**Assignment**
Copy exactly the lines of the material below that run from the one containing "404, detail: None" through the one containing "let row = &prices[0];". Copy no other lines.

**Data in this exercise**
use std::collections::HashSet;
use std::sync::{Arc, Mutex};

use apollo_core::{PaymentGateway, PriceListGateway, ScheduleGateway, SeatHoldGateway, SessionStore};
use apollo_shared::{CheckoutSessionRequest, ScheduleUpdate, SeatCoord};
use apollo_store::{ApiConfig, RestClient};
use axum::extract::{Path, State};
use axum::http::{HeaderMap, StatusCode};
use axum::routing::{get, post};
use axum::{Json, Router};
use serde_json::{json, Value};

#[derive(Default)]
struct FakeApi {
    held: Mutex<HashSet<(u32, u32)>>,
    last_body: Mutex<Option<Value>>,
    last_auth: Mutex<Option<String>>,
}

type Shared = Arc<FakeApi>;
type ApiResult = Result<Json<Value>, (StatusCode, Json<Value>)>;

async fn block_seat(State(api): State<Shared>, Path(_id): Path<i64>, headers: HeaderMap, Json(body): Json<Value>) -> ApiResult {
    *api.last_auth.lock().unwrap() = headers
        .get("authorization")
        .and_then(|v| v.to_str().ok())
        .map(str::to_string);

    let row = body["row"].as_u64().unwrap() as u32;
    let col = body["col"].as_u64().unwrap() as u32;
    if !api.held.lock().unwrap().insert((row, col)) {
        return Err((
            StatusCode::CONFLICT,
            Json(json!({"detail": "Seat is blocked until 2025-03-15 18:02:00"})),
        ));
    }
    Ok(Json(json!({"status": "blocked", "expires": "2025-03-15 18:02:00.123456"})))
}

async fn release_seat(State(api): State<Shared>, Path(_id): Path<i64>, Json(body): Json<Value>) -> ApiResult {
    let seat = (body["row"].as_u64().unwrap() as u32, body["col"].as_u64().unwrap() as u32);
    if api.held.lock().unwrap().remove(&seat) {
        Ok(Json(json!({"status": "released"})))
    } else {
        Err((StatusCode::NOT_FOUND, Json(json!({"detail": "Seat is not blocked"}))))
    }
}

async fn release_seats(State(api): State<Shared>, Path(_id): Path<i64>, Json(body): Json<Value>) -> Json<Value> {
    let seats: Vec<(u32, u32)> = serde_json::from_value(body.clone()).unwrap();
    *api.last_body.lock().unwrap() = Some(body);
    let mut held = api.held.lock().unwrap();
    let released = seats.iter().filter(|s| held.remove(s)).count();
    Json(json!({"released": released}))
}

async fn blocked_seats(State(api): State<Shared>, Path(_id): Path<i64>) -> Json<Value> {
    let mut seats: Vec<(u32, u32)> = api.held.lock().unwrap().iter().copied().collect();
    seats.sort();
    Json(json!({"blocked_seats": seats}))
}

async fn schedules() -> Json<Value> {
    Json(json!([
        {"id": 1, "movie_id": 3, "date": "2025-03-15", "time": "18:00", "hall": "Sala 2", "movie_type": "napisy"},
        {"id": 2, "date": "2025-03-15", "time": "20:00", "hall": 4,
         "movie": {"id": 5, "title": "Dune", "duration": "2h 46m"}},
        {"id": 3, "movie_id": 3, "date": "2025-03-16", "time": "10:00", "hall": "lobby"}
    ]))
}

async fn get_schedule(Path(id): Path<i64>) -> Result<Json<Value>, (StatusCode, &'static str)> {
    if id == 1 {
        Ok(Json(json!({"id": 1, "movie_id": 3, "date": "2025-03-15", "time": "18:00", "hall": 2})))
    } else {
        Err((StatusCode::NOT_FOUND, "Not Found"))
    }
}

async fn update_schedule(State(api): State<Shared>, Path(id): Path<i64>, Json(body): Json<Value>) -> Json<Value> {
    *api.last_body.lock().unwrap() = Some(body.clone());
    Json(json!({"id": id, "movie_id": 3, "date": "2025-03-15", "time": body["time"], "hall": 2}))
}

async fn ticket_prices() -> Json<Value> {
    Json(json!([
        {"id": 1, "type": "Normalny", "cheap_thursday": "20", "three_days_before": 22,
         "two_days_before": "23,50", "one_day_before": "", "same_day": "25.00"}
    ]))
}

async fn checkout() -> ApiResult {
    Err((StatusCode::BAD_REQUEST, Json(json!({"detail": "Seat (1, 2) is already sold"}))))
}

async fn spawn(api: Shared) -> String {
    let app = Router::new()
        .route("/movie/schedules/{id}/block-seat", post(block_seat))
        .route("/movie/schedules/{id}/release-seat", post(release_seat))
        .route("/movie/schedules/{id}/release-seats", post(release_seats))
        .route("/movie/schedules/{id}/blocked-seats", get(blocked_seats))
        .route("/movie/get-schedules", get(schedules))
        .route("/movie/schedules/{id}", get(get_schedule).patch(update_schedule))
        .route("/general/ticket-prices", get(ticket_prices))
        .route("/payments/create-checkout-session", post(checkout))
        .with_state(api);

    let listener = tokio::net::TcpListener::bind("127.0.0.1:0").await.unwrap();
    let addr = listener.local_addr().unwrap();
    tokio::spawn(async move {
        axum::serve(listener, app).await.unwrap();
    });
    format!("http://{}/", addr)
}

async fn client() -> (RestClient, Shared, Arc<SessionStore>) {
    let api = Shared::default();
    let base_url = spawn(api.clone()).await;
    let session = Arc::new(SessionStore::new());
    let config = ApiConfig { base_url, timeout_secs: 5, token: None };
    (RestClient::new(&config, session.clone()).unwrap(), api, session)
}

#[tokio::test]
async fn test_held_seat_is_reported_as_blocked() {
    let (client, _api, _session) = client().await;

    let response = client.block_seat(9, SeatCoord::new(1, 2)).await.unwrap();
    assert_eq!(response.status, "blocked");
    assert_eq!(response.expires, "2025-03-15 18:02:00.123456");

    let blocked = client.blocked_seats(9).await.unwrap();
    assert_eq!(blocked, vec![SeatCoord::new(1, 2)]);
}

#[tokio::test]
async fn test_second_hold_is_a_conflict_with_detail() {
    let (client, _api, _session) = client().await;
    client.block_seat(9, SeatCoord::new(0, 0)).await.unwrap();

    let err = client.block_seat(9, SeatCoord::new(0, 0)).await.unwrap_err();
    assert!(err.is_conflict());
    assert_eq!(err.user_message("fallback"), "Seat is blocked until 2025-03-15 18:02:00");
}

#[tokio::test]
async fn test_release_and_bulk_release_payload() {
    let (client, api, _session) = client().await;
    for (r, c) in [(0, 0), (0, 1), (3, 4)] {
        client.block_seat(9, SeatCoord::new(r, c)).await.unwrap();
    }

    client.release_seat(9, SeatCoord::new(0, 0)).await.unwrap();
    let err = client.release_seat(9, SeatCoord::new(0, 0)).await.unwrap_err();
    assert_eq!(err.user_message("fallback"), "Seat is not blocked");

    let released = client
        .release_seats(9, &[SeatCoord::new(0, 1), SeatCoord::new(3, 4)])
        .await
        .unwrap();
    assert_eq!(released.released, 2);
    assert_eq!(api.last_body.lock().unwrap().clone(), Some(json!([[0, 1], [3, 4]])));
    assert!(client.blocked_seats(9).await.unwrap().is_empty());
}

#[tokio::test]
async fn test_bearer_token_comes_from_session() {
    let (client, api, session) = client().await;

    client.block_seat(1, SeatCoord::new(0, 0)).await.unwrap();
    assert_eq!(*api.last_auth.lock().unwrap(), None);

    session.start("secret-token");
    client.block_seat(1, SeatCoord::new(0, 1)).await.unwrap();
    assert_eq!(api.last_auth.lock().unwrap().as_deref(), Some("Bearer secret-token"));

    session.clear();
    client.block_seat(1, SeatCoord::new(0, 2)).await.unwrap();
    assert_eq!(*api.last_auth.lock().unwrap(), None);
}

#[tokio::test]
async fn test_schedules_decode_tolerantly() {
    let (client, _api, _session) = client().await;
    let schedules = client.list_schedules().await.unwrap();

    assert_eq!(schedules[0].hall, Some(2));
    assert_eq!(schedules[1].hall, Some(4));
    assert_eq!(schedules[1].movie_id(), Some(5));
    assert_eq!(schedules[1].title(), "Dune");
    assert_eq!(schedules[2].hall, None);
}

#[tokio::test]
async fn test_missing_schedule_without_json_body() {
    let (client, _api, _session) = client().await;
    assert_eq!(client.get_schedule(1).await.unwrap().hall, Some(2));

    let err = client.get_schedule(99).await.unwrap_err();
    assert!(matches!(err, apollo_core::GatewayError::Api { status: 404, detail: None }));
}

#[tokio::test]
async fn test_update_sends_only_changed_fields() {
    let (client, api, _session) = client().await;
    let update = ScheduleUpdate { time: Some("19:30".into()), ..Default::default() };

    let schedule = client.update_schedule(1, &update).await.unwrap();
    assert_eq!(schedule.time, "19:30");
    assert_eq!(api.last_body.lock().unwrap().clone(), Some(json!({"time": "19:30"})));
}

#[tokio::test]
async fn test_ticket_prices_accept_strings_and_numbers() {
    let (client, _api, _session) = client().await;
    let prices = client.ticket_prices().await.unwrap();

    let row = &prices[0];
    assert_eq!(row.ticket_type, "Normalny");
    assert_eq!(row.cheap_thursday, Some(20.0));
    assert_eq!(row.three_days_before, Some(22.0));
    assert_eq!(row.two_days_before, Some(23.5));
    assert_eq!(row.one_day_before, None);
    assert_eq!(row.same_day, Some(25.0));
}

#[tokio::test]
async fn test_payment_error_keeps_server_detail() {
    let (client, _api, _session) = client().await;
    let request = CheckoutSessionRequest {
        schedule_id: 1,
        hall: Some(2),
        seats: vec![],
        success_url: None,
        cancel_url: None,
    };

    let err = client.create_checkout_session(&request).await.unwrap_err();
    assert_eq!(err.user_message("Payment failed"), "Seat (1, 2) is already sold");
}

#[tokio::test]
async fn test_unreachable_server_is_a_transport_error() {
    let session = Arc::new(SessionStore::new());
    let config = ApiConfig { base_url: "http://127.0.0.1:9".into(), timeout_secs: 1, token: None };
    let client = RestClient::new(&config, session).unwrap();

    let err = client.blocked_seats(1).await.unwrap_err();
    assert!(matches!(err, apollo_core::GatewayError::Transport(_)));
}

--

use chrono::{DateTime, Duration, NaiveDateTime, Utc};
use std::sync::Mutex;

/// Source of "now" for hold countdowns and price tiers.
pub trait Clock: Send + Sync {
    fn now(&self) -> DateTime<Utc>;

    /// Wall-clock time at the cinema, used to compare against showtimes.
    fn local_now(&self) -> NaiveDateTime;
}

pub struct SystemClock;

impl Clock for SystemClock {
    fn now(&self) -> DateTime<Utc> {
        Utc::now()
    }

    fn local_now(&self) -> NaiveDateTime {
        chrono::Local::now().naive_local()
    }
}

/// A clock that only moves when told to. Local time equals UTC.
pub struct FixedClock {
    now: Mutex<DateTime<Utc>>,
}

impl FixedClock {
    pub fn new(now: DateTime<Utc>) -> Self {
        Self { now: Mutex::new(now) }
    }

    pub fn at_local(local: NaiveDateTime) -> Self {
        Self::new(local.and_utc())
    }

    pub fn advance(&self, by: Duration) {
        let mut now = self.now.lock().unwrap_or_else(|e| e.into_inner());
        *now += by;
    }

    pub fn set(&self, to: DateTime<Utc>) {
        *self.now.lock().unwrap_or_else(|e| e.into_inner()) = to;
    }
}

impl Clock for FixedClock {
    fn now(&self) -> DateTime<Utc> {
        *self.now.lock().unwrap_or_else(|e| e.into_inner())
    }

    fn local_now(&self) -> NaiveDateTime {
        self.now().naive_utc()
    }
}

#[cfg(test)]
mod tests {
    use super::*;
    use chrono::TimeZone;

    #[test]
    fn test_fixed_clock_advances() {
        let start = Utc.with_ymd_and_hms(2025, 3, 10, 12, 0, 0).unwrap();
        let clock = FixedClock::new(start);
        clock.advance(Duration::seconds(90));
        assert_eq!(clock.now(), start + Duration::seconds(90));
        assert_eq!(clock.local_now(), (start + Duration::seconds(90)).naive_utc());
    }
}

**Solution below**
    assert!(matches!(err, apollo_core::GatewayError::Api { status: 404, detail: None }));
}

#[tokio::test]
async fn test_update_sends_only_changed_fields() {
    let (client, api, _session) = client().await;
    let update = ScheduleUpdate { time: Some("19:30".into()), ..Default::default() };

    let schedule = client.update_schedule(1, &update).await.unwrap();
    assert_eq!(schedule.time, "19:30");
    assert_eq!(api.last_body.lock().unwrap().clone(), Some(json!({"time": "19:30"})));
}

#[tokio::test]
async fn test_ticket_prices_accept_strings_and_numbers() {
    let (client, _api, _session) = client().await;
    let prices = client.ticket_prices().await.unwrap();

    let row = &prices[0];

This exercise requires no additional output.